AIM OF THE TASK >>
Take the lines below between the one holding "example. IN AAAA" and the one holding "assert!(!res[0][3].is_quoted());", inclusive, and copy them exactly. Add nothing.

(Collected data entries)
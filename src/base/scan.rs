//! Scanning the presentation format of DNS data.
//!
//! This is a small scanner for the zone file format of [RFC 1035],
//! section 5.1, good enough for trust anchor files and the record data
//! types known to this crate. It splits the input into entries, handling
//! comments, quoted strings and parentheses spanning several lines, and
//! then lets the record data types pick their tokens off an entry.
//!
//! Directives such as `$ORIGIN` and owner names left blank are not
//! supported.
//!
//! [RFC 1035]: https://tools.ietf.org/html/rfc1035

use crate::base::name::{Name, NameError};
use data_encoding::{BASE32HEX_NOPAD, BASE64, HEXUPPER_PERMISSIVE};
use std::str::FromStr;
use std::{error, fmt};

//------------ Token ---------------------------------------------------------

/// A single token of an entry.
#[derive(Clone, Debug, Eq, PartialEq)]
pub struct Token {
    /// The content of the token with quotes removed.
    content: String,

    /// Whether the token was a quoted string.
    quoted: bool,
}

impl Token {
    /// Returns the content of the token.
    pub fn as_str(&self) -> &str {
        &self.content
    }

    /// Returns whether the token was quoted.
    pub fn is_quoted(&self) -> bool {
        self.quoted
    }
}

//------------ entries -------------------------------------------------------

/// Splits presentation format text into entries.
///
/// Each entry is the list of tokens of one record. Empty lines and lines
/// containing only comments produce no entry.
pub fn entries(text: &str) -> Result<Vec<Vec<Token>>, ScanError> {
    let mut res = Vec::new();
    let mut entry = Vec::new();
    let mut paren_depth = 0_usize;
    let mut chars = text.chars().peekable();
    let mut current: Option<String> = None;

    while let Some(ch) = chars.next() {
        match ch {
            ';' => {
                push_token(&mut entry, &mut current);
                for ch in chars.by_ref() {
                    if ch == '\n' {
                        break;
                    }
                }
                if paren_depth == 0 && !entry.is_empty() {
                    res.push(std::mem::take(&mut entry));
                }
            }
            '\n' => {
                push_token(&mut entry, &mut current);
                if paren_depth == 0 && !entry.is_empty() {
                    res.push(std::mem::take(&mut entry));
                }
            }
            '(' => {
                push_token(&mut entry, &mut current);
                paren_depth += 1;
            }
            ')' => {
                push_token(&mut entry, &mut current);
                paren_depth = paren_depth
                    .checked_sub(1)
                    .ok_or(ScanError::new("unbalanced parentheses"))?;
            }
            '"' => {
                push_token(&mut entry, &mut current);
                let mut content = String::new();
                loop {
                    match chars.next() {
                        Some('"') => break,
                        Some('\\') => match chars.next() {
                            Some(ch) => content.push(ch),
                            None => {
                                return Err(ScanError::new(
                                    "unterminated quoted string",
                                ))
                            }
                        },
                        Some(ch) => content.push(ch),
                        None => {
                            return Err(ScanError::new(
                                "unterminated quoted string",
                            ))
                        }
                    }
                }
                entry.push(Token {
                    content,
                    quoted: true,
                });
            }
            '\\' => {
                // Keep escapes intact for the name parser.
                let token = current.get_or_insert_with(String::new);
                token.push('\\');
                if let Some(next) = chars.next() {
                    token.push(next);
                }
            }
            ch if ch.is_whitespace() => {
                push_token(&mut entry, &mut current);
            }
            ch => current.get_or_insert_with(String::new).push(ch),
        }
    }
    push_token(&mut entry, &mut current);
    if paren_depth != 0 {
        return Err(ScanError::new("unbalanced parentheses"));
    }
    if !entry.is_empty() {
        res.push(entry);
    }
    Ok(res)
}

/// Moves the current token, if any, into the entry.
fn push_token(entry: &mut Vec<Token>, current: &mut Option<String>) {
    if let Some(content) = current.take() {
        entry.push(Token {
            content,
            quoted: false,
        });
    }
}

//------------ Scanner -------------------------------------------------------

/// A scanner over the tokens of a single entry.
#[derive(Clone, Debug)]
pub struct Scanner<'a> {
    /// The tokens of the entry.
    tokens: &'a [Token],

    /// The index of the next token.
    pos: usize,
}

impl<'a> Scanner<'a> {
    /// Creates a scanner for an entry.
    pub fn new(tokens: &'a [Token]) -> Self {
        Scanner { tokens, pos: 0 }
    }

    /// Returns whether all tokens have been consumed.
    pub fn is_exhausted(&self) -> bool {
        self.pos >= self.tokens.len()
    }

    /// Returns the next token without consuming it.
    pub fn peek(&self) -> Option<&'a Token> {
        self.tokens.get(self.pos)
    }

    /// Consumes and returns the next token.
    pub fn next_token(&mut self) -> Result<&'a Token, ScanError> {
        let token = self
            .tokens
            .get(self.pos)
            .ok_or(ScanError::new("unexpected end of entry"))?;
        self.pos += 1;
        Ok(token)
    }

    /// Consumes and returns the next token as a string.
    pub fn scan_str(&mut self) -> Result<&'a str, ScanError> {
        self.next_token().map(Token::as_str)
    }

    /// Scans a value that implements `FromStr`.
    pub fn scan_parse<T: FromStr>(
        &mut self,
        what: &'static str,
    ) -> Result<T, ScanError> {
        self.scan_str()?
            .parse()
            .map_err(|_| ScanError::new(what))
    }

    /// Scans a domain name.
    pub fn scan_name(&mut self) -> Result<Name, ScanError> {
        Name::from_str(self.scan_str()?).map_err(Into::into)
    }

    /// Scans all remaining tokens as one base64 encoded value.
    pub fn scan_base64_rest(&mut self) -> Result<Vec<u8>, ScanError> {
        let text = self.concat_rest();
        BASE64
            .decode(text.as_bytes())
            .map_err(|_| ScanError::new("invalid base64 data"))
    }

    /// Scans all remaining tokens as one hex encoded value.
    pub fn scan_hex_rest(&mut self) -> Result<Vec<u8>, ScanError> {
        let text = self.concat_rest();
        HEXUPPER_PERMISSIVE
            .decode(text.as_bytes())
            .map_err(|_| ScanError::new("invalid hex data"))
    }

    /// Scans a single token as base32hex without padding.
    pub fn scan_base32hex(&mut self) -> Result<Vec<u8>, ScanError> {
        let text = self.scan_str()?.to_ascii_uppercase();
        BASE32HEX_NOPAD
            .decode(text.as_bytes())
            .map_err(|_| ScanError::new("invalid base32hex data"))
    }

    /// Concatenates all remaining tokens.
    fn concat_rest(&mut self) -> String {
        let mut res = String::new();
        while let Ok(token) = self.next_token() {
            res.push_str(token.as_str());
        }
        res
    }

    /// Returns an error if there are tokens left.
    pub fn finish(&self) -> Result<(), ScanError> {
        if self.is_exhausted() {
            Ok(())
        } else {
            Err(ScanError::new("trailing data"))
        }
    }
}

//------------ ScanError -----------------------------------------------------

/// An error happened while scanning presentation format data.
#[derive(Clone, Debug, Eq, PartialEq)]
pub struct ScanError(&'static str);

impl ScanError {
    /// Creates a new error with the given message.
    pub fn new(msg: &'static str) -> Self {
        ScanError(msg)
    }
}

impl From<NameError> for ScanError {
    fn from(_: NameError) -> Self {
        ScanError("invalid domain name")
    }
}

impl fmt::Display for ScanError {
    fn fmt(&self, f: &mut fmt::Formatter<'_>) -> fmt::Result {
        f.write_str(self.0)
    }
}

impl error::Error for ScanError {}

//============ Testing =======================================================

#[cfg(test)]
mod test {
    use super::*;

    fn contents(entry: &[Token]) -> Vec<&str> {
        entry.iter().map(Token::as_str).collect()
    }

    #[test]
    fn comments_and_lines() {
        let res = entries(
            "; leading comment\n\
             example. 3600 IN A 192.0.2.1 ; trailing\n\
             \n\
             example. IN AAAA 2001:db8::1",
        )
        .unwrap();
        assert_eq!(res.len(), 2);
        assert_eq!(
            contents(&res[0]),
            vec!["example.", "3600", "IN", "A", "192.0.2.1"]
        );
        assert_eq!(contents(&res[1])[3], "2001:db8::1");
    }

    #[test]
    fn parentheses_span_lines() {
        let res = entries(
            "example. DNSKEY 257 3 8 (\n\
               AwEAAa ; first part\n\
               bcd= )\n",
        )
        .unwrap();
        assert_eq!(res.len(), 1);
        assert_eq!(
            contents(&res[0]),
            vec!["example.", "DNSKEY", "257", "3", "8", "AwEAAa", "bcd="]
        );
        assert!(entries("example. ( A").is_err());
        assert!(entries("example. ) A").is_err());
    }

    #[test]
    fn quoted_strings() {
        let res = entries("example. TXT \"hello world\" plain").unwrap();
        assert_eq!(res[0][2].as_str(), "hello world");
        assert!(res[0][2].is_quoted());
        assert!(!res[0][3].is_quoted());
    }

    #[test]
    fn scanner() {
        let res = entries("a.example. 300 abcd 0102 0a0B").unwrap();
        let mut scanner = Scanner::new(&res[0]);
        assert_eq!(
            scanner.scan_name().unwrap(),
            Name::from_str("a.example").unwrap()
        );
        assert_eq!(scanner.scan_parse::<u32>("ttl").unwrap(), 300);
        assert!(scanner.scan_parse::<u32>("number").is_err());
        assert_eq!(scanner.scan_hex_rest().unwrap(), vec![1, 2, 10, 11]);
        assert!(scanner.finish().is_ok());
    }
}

---

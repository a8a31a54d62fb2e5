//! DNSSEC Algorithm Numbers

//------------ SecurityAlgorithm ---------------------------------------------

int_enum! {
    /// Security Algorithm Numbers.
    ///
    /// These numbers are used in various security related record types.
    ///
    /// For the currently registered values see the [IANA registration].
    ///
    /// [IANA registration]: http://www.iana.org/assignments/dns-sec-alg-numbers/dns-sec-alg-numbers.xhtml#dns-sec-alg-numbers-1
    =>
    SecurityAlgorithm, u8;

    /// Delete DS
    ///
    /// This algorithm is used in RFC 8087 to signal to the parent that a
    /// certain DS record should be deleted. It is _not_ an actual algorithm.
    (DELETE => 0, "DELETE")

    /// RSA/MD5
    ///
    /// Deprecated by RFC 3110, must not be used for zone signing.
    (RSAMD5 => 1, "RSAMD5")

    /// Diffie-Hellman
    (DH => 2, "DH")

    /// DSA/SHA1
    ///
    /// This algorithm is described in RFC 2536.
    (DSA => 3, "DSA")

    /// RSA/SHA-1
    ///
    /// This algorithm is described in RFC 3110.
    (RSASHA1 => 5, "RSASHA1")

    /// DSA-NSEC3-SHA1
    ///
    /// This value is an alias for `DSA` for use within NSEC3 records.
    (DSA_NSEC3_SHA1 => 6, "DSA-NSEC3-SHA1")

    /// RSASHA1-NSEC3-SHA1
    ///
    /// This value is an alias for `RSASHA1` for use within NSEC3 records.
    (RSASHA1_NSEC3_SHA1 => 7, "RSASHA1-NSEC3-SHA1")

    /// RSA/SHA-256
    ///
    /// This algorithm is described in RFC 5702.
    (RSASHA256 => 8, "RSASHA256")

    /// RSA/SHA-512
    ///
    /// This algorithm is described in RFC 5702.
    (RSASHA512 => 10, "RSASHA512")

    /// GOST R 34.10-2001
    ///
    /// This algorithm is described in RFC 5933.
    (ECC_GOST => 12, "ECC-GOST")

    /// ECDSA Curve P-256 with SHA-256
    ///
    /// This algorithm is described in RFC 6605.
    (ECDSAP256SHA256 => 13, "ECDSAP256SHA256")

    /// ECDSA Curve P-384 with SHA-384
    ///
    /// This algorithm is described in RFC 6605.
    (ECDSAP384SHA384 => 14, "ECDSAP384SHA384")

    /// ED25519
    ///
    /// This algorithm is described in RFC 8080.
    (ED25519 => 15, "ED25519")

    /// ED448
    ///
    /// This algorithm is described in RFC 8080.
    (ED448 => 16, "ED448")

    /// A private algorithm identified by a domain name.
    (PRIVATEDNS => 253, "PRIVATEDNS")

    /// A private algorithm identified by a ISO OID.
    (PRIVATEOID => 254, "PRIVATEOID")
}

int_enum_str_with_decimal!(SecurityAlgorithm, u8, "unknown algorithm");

RESULT >>
             example. IN AAAA 2001:db8::1",
        )
        .unwrap();
        assert_eq!(res.len(), 2);
        assert_eq!(
            contents(&res[0]),
            vec!["example.", "3600", "IN", "A", "192.0.2.1"]
        );
        assert_eq!(contents(&res[1])[3], "2001:db8::1");
    }

    #[test]
    fn parentheses_span_lines() {
        let res = entries(
            "example. DNSKEY 257 3 8 (\n\
               AwEAAa ; first part\n\
               bcd= )\n",
        )
        .unwrap();
        assert_eq!(res.len(), 1);
        assert_eq!(
            contents(&res[0]),
            vec!["example.", "DNSKEY", "257", "3", "8", "AwEAAa", "bcd="]
        );
        assert!(entries("example. ( A").is_err());
        assert!(entries("example. ) A").is_err());
    }

    #[test]
    fn quoted_strings() {
        let res = entries("example. TXT \"hello world\" plain").unwrap();
        assert_eq!(res[0][2].as_str(), "hello world");
        assert!(res[0][2].is_quoted());
        assert!(!res[0][3].is_quoted());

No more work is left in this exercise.